Lego, Teletubbies, and AI Warfare
The propaganda battle has also spawned an entire genre of AI-generated content that rivals anything produced by the U.S. military’s own information operations. Pro-Iranian accounts have released viral videos depicting Trump and Israeli Prime Minister Benjamin Netanyahu as Lego-style characters, huddled over the so-called “Epstein files” before launching a missile strike on an Iranian school.
The videos are sophisticated, visually arresting, and designed to be shared. They use English text, Western pop culture references, and the disarming aesthetic of children’s toys to deliver a grim political message: that the war is a distraction, that the U.S. is overreaching, and that Iran is not backing down.
Other clips show a Teletubby-like Trump in the Oval Office, gleefully slamming toy fighter jets onto a map of the Middle East. Another shows a shirtless Trump wearing star-spangled swim trunks, waist-deep in the Strait of Hormuz, shouting threats at a serene Ayatollah. The absurdity is the point.

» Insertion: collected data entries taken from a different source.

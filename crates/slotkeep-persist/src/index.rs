//! Global slot index: lightweight metadata about every saved slot

use crate::error::Result;
use crate::storage::{Address, StorageBackend};
use chrono::{DateTime, Utc};
use serde::{Deserialize, Serialize};
use slotkeep_core::SlotId;
use std::collections::BTreeMap;

/// Metadata recorded for a slot on each committed save
#[derive(Debug, Clone, PartialEq, Eq, Serialize, Deserialize)]
#[serde(rename_all = "camelCase")]
pub struct SlotInfo {
    #[serde(default, skip_serializing_if = "Option::is_none")]
    pub title: Option<String>,
    pub saved_at: DateTime<Utc>,
    pub size_bytes: usize,
}

impl SlotInfo {
    pub fn new(title: Option<String>, blob: &str) -> Self {
        Self {
            title,
            saved_at: Utc::now(),
            size_bytes: blob.len(),
        }
    }
}

/// Slot id to metadata, stored compressed at the global address
#[derive(Debug, Clone, Default, PartialEq, Eq, Serialize, Deserialize)]
#[serde(transparent)]
pub struct GlobalIndex {
    slots: BTreeMap<SlotId, SlotInfo>,
}

impl GlobalIndex {
    /// Read the index; a missing or empty index is an empty one
    pub async fn load(storage: &StorageBackend) -> Result<Self> {
        match storage.read_blob(&Address::Global).await? {
            Some(json) if !json.trim().is_empty() => Ok(serde_json::from_str(&json)?),
            _ => Ok(Self::default()),
        }
    }

    pub async fn save(&self, storage: &StorageBackend) -> Result<()> {
        let json = serde_json::to_string(self)?;
        storage.write_blob(&Address::Global, Some(&json)).await
    }

    pub fn get(&self, slot: SlotId) -> Option<&SlotInfo> {
        self.slots.get(&slot)
    }

    pub fn insert(&mut self, slot: SlotId, info: SlotInfo) -> Option<SlotInfo> {
        self.slots.insert(slot, info)
    }

    pub fn remove(&mut self, slot: SlotId) -> Option<SlotInfo> {
        self.slots.remove(&slot)
    }

    /// Entries in slot order
    pub fn iter(&self) -> impl Iterator<Item = (SlotId, &SlotInfo)> {
        self.slots.iter().map(|(slot, info)| (*slot, info))
    }

    pub fn len(&self) -> usize {
        self.slots.len()
    }

    pub fn is_empty(&self) -> bool {
        self.slots.is_empty()
    }
}
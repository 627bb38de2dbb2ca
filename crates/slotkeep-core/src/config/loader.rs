//! Configuration file loading and parsing

use crate::error::{Error, Result};
use crate::types::{
    CleanPolicy, CompressionConfig, SaveConfig, SlotkeepConfigFile, StorageConfig, StorageMode,
};
use camino::{Utf8Path, Utf8PathBuf};
use std::fs;
use tracing::debug;

/// Configuration file names to search for
const CONFIG_FILE_NAMES: &[&str] = &["slotkeep.yaml", "slotkeep.yml"];

/// Loaded slotkeep configuration
#[derive(Debug, Clone)]
pub struct SlotkeepConfig {
    /// The parsed configuration
    pub config: SlotkeepConfigFile,

    /// Path to the configuration file, if one was found
    pub config_path: Option<Utf8PathBuf>,

    /// Directory relative paths are resolved against
    pub working_dir: Utf8PathBuf,
}

impl SlotkeepConfig {
    /// Load configuration from the specified path or search for it.
    ///
    /// An explicit path must exist. Without one, the current directory and
    /// its parents are searched and defaults are used if nothing is found.
    pub fn load(path: Option<&Utf8Path>) -> Result<Self> {
        match path {
            Some(p) => Self::load_file(p),
            None => {
                let cwd = current_dir()?;
                Self::discover(&cwd)
            }
        }
    }

    /// Search `start` and its parents for a config file
    pub fn discover(start: &Utf8Path) -> Result<Self> {
        match Self::find_config(start) {
            Some(path) => Self::load_file(&path),
            None => {
                debug!("No slotkeep config found from {}, using defaults", start);
                Ok(Self::with_defaults(start.to_owned()))
            }
        }
    }

    /// Default configuration rooted at `working_dir`
    pub fn with_defaults(working_dir: Utf8PathBuf) -> Self {
        Self {
            config: SlotkeepConfigFile::default(),
            config_path: None,
            working_dir,
        }
    }

    /// Parse configuration from a YAML string
    pub fn from_yaml(content: &str, working_dir: Utf8PathBuf) -> Result<Self> {
        let config: SlotkeepConfigFile = serde_yaml_ng::from_str(content)?;
        let loaded = Self {
            config,
            config_path: None,
            working_dir,
        };
        loaded.validate()?;
        Ok(loaded)
    }

    fn load_file(path: &Utf8Path) -> Result<Self> {
        let content = fs::read_to_string(path).map_err(|e| {
            if e.kind() == std::io::ErrorKind::NotFound {
                Error::config_not_found(path.as_str())
            } else {
                Error::Io(e)
            }
        })?;

        let working_dir = path
            .parent()
            .filter(|p| !p.as_str().is_empty())
            .map(|p| p.to_owned())
            .unwrap_or_else(|| Utf8PathBuf::from("."));

        debug!("Loading slotkeep config from {}", path);
        let mut loaded = Self::from_yaml(&content, working_dir)?;
        loaded.config_path = Some(path.to_owned());
        Ok(loaded)
    }

    fn find_config(start: &Utf8Path) -> Option<Utf8PathBuf> {
        let mut current = Some(start);
        while let Some(dir) = current {
            for name in CONFIG_FILE_NAMES {
                let path = dir.join(name);
                if path.is_file() {
                    return Some(path);
                }
            }
            current = dir.parent();
        }
        None
    }

    fn validate(&self) -> Result<()> {
        if self.config.compression.workers == 0 {
            return Err(Error::invalid_config(
                "compression.workers must be at least 1",
            ));
        }
        if self.config.storage.namespace.trim().is_empty() {
            return Err(Error::invalid_config("storage.namespace must not be empty"));
        }
        Ok(())
    }

    /// Get storage configuration
    pub fn storage(&self) -> &StorageConfig {
        &self.config.storage
    }

    /// Get compression configuration
    pub fn compression(&self) -> &CompressionConfig {
        &self.config.compression
    }

    /// Get save pipeline configuration
    pub fn save(&self) -> &SaveConfig {
        &self.config.save
    }

    /// Storage mode with `Auto` resolved
    pub fn storage_mode(&self) -> StorageMode {
        self.config.storage.mode.resolve()
    }

    /// Backup retention policy
    pub fn clean_policy(&self) -> CleanPolicy {
        self.config.save.clean_policy
    }

    /// Absolute (or working-dir relative) filesystem save directory
    pub fn save_dir(&self) -> Utf8PathBuf {
        self.resolve_path(&self.config.storage.save_dir)
    }

    /// Resolved key-value backing file
    pub fn kv_file(&self) -> Utf8PathBuf {
        self.resolve_path(&self.config.storage.kv_file)
    }

    fn resolve_path(&self, path: &Utf8Path) -> Utf8PathBuf {
        if path.is_absolute() {
            path.to_owned()
        } else {
            self.working_dir.join(path)
        }
    }
}

fn current_dir() -> Result<Utf8PathBuf> {
    let cwd = std::env::current_dir().map_err(Error::Io)?;
    Utf8PathBuf::try_from(cwd)
        .map_err(|_| Error::invalid_config("Current directory path is not valid UTF-8"))
}
//! CLI argument parsing with clap

use camino::Utf8PathBuf;
use clap::{Args, Parser, Subcommand, ValueEnum};
use slotkeep_core::{SlotId, StorageMode};

// Re-export command types for convenience
pub use crate::commands::backup::BackupCommands;

/// Slotkeep - crash-safe save slots with backup and rescue
#[derive(Parser, Debug)]
#[command(name = "slotkeep")]
#[command(author, version, about, long_about = None)]
#[command(propagate_version = true)]
pub struct Cli {
    /// Increase verbosity (-v, -vv)
    #[arg(short, long, action = clap::ArgAction::Count, global = true)]
    pub verbose: u8,

    /// Only print warnings and errors
    #[arg(short, long, global = true)]
    pub quiet: bool,

    /// Path to slotkeep.yaml config file
    #[arg(short, long, global = true)]
    pub config: Option<Utf8PathBuf>,

    /// Override the configured storage backend
    #[arg(long, value_enum, global = true)]
    pub mode: Option<ModeArg>,

    #[command(subcommand)]
    pub command: Commands,
}

#[derive(Subcommand, Debug)]
pub enum Commands {
    /// Save data into a slot
    Save(SaveArgs),

    /// Print the data stored in a slot
    Load(LoadArgs),

    /// List saved slots
    List(ListArgs),

    /// Show storage state of a slot
    Status(SlotArgs),

    /// Delete a slot and its backup
    Delete(SlotArgs),

    /// Slot backup management
    #[command(subcommand)]
    Backup(BackupCommands),
}

#[derive(Debug, Clone, Copy, ValueEnum)]
pub enum ModeArg {
    /// One file per slot
    Filesystem,

    /// Namespaced keys in a JSON store
    KeyValue,
}

impl From<ModeArg> for StorageMode {
    fn from(mode: ModeArg) -> Self {
        match mode {
            ModeArg::Filesystem => StorageMode::Filesystem,
            ModeArg::KeyValue => StorageMode::KeyValue,
        }
    }
}

#[derive(Args, Debug)]
pub struct SlotArgs {
    /// Slot number (from 1)
    pub slot: SlotId,
}

// Save command
#[derive(Args, Debug)]
pub struct SaveArgs {
    /// Slot number (from 1)
    pub slot: SlotId,

    /// Read the data from a file instead of stdin
    #[arg(short, long)]
    pub file: Option<Utf8PathBuf>,

    /// Title recorded in the slot index
    #[arg(short, long)]
    pub title: Option<String>,
}

// Load command
#[derive(Args, Debug)]
pub struct LoadArgs {
    /// Slot number (from 1)
    pub slot: SlotId,

    /// Write the data to a file instead of stdout
    #[arg(short, long)]
    pub output: Option<Utf8PathBuf>,
}

// List command
#[derive(Args, Debug)]
pub struct ListArgs {
    /// Output as JSON
    #[arg(long)]
    pub json: bool,
}
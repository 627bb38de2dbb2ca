//! Load command

use anyhow::{Context as _, Result};

use super::Context;
use crate::cli::LoadArgs;
use crate::output;

pub async fn run(args: LoadArgs, ctx: &Context) -> Result<()> {
    let saves = ctx.coordinator()?;

    if !saves.exists(args.slot).await? {
        return Err(anyhow::anyhow!("Slot {} has no saved data", args.slot));
    }

    let blob = saves.load_game(args.slot).await?.unwrap_or_default();

    match &args.output {
        Some(path) => {
            tokio::fs::write(path, &blob)
                .await
                .with_context(|| format!("Failed to write {}", path))?;
            output::success(&format!("Wrote slot {} to {}", args.slot, path));
        }
        None => print!("{}", blob),
    }
    Ok(())
}
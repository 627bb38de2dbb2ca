//! CLI command implementations

pub mod backup;
pub mod delete;
pub mod list;
pub mod load;
pub mod save;
pub mod status;

use anyhow::{Context as _, Result};
use camino::Utf8PathBuf;
use slotkeep_core::{SlotkeepConfig, StorageMode};
use slotkeep_persist::SaveCoordinator;
use tracing::debug;

/// Global options shared by every command
pub struct Context {
    config_path: Option<Utf8PathBuf>,
    mode: Option<StorageMode>,
}

impl Context {
    pub fn new(config_path: Option<Utf8PathBuf>, mode: Option<StorageMode>) -> Self {
        Self { config_path, mode }
    }

    pub fn load_config(&self) -> Result<SlotkeepConfig> {
        let config = SlotkeepConfig::load(self.config_path.as_deref())
            .context("Failed to load configuration")?;
        match &config.config_path {
            Some(path) => debug!("Loaded configuration from {}", path),
            None => debug!("No config file found, using defaults in {}", config.working_dir),
        }
        Ok(config)
    }

    /// Build the save pipeline for the resolved configuration
    pub fn coordinator(&self) -> Result<SaveCoordinator> {
        let config = self.load_config()?;
        let saves = SaveCoordinator::from_config(&config, self.mode);
        debug!(
            "Using {} storage, clean policy {}",
            saves.storage().mode(),
            saves.clean_policy()
        );
        Ok(saves)
    }
}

The U.S. administration has attempted to fight fire with fire, posting its own social media videos set to music and spliced with clips from “Call of Duty” and “Top Gun.” One White House video, featuring SpongeBob SquarePants popping up to say “You want to see me do it again?” amid footage of airstrikes, was widely criticized as trivializing war. An unnamed senior White House official told Politico, “We’re over here just grinding away on banger memes, dude.” That quote itself became a meme.
Roger Stahl, a professor of communication studies at the University of Georgia, told The Hill that the nature of social media “favors asymmetric, low-power actors because they can produce something that will go viral if it’s clever enough.”
Winning the Narrative
The meme war is not a substitute for the real war. Nearly 2,000 Iranians have been killed, according to casualty estimates, along with at least 13 American service members. A state-imposed internet blackout has left much of Iran’s 90-million-person population disconnected from the outside world. The fighting continues.
And yet, on the digital battlefield, Iran is winning. Its messaging is designed not for its own citizens, but for Western audiences—for Americans scrolling through X, for Europeans watching YouTube, and for anyone who might question why the United States is at war again in the Middle East.
“They’re using the language that Westerners will understand because it’s for a Western audience,” Ben Ditto, a researcher who tracks online information warfare, told The New York Times.
Iran’s digital strategy is, in its own way, a mirror of the man it is fighting. Donald Trump built his political career on television catchphrases, social media insults, and a populist disdain for traditional diplomacy. Now, the Islamic Republic has adopted those same tactics—and deployed them with a wit and precision that the White House cannot seem to match.
The question for the administration is not whether it can win the war of bombs. It is whether it can win the war of jokes. And right now, the scoreboard reads: Iran, 3.1 million views. The United States: a toy steering wheel.